(Records from a data source)
- Opening Delimiter -
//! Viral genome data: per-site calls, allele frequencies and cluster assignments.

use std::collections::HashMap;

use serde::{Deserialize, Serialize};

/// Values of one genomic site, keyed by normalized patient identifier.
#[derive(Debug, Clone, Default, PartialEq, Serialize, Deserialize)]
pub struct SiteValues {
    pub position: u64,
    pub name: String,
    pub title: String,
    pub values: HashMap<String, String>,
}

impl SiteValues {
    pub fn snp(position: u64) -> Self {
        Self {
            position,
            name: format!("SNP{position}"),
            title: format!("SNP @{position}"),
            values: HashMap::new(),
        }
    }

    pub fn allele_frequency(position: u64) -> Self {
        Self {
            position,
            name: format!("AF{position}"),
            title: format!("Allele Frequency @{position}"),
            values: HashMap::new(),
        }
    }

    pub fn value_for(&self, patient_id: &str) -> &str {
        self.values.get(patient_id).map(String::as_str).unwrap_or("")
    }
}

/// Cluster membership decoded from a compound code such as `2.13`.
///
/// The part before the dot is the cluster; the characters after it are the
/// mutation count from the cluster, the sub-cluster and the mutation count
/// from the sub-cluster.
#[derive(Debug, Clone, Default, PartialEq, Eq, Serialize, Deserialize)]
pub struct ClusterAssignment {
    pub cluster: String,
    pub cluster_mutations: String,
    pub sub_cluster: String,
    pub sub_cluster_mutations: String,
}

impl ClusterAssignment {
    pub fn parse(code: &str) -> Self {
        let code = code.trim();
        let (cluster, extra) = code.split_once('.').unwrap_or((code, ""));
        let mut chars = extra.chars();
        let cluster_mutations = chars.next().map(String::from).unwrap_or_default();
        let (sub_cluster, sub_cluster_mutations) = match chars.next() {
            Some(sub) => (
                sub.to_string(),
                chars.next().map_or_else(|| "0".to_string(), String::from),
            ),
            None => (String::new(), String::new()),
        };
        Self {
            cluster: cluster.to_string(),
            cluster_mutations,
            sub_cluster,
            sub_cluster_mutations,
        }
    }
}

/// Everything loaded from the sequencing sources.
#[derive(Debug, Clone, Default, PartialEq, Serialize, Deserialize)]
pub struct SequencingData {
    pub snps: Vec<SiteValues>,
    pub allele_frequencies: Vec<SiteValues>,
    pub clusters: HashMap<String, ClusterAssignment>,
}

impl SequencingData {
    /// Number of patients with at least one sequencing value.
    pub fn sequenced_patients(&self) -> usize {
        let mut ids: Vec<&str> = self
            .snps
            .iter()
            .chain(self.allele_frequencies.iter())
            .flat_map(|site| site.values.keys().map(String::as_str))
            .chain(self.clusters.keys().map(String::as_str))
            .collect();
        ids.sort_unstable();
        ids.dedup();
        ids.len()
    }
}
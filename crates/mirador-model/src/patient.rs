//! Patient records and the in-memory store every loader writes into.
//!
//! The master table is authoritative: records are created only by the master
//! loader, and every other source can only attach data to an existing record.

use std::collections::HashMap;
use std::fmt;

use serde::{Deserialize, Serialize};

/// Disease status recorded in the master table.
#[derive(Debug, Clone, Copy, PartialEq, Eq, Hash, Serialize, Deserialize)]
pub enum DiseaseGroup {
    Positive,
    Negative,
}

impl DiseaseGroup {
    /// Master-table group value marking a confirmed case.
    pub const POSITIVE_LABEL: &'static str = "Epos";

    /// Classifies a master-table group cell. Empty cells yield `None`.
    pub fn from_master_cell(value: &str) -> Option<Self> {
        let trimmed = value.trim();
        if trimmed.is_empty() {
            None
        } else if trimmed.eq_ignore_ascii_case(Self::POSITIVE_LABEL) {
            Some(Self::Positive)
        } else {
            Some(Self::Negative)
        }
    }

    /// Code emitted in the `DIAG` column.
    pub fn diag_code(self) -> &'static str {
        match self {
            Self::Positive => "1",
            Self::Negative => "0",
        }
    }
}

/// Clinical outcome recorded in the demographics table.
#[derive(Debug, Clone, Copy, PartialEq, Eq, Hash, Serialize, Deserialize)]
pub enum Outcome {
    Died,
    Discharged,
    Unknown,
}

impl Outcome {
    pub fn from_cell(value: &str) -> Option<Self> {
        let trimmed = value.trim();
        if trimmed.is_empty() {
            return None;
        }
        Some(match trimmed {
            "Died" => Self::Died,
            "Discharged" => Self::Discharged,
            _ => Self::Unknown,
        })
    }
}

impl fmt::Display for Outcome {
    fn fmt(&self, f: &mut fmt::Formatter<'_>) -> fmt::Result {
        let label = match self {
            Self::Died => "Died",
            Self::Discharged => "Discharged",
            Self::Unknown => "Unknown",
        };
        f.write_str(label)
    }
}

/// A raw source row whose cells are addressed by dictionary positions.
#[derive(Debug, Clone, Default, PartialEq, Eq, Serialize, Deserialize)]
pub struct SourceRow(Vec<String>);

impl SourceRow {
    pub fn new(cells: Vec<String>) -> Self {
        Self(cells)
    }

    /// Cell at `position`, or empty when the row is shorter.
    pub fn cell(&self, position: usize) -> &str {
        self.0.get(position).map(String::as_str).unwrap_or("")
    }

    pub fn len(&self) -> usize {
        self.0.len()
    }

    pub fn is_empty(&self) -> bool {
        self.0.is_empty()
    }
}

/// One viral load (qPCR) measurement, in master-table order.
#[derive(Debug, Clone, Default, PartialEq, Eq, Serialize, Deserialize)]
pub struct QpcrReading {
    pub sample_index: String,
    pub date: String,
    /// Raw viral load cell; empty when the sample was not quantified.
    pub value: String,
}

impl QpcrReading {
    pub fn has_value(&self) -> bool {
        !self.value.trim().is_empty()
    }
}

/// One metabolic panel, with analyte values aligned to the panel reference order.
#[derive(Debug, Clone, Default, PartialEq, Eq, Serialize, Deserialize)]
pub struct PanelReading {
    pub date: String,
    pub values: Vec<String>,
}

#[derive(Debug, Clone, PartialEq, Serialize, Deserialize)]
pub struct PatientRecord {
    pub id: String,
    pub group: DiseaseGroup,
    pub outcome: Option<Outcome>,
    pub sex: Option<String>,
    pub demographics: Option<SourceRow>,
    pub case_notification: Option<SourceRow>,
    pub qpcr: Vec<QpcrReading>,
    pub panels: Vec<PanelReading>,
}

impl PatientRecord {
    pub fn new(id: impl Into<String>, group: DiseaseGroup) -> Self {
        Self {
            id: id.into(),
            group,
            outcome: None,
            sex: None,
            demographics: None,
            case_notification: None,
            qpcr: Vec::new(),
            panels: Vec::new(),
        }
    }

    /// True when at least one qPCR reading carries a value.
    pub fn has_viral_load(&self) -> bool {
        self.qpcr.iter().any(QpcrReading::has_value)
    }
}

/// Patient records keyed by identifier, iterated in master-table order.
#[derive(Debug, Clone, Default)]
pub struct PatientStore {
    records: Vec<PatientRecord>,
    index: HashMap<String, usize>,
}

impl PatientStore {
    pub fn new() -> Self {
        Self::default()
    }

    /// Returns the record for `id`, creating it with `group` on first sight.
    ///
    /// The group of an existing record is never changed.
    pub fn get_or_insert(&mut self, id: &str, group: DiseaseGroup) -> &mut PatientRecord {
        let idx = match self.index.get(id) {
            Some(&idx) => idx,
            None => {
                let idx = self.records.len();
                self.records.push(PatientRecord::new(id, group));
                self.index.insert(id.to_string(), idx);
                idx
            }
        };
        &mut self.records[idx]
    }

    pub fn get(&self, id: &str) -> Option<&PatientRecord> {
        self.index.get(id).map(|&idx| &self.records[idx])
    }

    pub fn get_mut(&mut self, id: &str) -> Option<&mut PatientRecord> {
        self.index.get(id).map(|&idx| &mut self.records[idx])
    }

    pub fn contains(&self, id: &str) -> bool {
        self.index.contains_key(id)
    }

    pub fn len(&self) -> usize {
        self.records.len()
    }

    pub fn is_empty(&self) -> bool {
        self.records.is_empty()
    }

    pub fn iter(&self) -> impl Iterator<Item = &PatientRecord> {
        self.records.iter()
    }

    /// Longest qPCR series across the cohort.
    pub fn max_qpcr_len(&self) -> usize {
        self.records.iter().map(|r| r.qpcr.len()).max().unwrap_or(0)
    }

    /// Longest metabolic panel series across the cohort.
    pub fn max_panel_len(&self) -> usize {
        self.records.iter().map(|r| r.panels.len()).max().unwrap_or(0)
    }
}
- Closing Delimiter -
- Opening Delimiter -
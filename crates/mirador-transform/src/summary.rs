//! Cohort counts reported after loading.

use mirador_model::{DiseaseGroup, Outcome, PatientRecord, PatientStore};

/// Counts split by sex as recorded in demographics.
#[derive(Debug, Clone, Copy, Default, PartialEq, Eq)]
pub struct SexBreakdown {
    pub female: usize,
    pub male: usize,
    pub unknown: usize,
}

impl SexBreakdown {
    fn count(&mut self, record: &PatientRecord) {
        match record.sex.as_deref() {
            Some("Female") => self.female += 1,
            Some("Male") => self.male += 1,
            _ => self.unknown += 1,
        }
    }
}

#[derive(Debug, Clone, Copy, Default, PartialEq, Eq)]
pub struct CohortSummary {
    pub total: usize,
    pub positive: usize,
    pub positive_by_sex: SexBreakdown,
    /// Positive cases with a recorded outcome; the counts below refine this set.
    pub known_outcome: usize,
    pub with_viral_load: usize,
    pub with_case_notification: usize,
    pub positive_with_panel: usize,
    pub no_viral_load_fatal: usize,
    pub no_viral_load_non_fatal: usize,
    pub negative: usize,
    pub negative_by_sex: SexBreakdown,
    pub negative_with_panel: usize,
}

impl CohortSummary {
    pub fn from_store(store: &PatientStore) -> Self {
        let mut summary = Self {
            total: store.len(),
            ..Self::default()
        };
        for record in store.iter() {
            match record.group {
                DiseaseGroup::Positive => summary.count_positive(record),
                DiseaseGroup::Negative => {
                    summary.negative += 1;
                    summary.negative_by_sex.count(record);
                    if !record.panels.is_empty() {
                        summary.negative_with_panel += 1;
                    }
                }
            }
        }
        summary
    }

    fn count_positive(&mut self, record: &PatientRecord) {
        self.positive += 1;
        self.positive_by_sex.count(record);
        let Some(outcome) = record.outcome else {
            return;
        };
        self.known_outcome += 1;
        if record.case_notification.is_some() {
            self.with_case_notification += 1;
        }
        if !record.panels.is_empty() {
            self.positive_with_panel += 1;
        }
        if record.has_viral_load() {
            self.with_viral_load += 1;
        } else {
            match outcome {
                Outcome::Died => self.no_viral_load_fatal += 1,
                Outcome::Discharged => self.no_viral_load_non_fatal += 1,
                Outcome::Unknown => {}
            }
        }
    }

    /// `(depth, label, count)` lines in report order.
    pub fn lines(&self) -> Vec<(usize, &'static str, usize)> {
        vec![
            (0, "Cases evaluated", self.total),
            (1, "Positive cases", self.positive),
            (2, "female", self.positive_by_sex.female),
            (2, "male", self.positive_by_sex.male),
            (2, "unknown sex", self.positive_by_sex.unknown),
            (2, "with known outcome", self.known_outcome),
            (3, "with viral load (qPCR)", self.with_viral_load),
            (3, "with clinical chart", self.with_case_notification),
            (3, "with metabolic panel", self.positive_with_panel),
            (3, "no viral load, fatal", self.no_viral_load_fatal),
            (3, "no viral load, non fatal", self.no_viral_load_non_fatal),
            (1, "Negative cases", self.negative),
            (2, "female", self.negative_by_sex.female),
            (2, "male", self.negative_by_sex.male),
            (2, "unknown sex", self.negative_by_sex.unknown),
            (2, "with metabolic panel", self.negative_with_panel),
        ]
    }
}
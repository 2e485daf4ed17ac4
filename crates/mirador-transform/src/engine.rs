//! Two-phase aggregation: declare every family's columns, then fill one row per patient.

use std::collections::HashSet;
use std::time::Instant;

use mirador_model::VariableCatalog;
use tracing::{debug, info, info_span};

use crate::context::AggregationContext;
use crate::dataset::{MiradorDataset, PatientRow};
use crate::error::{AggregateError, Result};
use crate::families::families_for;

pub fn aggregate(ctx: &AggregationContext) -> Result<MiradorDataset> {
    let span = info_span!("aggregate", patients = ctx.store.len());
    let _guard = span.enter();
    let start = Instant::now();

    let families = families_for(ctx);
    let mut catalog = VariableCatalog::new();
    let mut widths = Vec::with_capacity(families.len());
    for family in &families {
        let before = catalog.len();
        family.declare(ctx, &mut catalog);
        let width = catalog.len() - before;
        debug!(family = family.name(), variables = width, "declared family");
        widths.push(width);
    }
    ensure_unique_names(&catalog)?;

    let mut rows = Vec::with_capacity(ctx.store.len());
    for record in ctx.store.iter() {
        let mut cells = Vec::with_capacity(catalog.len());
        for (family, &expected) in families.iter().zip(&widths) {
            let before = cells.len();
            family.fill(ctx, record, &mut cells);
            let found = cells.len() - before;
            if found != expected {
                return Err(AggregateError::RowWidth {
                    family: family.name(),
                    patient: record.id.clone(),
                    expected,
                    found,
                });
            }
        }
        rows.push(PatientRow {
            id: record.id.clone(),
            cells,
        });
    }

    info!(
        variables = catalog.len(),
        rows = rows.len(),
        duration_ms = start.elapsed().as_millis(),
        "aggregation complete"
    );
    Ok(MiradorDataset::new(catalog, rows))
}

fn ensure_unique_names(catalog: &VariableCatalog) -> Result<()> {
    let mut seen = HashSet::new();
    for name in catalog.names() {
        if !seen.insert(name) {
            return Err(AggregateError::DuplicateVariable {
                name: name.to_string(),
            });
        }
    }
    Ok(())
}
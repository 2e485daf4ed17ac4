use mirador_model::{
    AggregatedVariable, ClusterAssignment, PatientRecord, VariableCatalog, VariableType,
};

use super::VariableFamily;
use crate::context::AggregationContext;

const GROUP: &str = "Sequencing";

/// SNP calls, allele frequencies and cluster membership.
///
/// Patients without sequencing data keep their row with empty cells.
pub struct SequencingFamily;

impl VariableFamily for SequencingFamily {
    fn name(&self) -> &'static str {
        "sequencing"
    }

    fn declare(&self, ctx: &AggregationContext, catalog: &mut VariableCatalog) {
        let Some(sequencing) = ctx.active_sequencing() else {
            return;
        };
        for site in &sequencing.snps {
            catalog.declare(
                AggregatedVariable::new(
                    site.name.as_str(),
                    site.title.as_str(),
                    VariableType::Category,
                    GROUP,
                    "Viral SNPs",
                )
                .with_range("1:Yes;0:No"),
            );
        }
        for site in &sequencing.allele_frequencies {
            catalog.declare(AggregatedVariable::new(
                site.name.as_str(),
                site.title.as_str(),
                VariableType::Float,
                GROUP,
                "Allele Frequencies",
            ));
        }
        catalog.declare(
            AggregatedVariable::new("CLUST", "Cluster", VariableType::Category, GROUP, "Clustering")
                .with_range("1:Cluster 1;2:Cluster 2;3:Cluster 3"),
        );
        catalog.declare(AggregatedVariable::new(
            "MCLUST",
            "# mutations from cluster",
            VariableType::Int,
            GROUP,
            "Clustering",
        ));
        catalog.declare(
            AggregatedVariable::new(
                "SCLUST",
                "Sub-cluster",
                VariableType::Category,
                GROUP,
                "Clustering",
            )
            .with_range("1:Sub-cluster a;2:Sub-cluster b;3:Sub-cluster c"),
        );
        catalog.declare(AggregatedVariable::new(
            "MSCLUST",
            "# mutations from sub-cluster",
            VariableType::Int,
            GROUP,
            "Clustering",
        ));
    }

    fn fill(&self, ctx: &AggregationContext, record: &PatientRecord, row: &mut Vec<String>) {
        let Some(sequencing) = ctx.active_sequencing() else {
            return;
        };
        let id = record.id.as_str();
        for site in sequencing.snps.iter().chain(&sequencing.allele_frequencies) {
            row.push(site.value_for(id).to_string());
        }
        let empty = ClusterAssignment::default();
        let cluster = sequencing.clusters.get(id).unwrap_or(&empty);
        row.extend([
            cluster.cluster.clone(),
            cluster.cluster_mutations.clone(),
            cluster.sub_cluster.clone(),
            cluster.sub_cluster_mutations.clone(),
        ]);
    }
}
- Closing Delimiter -
- Opening Delimiter -
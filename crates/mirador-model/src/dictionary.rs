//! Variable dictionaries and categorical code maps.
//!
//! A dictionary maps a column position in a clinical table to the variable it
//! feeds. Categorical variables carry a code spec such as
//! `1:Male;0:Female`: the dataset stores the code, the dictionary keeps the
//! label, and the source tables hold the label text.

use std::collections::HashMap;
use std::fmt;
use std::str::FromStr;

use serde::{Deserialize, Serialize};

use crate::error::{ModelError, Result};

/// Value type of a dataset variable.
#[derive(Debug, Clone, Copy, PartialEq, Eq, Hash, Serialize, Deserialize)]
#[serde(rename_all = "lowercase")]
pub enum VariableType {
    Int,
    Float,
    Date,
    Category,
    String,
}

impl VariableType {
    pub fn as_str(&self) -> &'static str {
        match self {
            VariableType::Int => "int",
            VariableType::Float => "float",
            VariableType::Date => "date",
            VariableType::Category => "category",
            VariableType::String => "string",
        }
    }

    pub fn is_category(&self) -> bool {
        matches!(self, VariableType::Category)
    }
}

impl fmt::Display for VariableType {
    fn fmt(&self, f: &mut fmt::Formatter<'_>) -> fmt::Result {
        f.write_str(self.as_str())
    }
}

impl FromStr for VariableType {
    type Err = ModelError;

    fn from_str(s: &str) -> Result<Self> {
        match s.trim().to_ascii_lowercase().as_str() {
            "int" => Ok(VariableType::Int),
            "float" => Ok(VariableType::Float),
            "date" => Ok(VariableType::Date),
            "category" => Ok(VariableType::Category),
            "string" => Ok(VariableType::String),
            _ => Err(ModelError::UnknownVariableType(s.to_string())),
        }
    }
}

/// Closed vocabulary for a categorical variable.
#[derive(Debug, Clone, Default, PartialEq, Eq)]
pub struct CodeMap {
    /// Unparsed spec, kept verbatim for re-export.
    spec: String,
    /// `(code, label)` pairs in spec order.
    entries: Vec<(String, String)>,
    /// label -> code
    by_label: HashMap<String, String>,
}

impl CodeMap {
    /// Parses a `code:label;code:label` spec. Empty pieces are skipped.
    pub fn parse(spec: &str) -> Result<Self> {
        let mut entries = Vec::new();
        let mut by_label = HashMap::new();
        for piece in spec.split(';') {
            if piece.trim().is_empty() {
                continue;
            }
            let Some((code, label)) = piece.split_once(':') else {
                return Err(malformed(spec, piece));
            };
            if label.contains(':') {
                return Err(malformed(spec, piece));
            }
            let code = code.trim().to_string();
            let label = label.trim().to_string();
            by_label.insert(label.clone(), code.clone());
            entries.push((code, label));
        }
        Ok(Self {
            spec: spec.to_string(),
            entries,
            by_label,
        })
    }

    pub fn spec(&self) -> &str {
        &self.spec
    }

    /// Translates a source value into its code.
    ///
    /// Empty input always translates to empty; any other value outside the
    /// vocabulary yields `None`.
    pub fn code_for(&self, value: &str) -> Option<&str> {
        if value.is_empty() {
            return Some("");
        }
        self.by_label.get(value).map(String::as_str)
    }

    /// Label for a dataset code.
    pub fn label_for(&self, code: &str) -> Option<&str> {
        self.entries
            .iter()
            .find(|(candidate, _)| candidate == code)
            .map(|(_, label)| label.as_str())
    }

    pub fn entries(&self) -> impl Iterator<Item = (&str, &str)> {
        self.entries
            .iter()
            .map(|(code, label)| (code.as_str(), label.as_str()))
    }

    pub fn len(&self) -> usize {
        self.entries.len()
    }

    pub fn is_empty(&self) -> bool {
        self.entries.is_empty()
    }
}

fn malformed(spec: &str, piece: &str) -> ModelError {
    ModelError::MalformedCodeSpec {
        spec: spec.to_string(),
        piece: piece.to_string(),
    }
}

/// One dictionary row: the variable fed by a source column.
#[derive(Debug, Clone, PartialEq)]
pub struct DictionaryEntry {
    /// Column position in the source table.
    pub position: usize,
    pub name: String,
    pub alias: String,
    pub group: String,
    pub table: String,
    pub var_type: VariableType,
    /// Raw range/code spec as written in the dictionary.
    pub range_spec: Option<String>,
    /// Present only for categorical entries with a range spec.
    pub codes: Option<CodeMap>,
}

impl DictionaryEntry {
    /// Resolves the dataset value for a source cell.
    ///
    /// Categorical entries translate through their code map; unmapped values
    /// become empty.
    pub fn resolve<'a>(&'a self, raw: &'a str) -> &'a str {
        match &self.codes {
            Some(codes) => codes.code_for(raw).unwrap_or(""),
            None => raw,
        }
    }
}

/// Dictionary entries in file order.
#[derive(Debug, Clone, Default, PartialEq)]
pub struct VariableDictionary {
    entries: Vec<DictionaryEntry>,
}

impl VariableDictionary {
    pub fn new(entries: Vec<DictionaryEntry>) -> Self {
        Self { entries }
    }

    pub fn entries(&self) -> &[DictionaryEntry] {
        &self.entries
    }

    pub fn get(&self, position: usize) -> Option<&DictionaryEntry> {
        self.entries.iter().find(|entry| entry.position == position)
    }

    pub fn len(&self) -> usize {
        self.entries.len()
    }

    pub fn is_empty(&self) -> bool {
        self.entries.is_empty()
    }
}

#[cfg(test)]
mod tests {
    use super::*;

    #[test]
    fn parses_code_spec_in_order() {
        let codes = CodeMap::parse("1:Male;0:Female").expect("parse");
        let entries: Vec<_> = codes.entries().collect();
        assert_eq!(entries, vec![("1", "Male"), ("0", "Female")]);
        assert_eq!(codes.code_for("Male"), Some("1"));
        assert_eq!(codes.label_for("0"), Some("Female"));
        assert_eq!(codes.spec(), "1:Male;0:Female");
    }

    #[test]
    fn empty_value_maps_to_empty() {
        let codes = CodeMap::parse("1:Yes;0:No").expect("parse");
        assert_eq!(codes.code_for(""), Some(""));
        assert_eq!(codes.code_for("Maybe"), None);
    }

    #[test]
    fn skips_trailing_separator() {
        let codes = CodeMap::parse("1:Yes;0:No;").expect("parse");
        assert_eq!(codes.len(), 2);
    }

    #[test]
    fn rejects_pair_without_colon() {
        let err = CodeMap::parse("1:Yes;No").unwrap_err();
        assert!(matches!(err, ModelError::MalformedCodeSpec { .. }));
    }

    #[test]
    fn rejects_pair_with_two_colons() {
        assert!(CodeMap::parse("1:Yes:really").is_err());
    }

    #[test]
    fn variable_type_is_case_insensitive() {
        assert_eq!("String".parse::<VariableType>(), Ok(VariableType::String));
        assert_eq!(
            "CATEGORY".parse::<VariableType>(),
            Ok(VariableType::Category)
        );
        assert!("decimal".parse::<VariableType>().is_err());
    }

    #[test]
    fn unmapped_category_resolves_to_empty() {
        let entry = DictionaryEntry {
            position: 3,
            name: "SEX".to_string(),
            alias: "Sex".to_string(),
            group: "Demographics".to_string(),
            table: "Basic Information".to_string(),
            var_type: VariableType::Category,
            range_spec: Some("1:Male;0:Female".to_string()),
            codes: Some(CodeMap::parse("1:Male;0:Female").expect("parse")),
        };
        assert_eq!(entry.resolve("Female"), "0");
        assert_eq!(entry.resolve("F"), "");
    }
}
- Closing Delimiter -
● EXERCISE INSTRUCTIONS
Show every line above in which the word "total" appears.

● ANSWER BELOW
    pub total: usize,
            total: store.len(),
            (0, "Cases evaluated", self.total),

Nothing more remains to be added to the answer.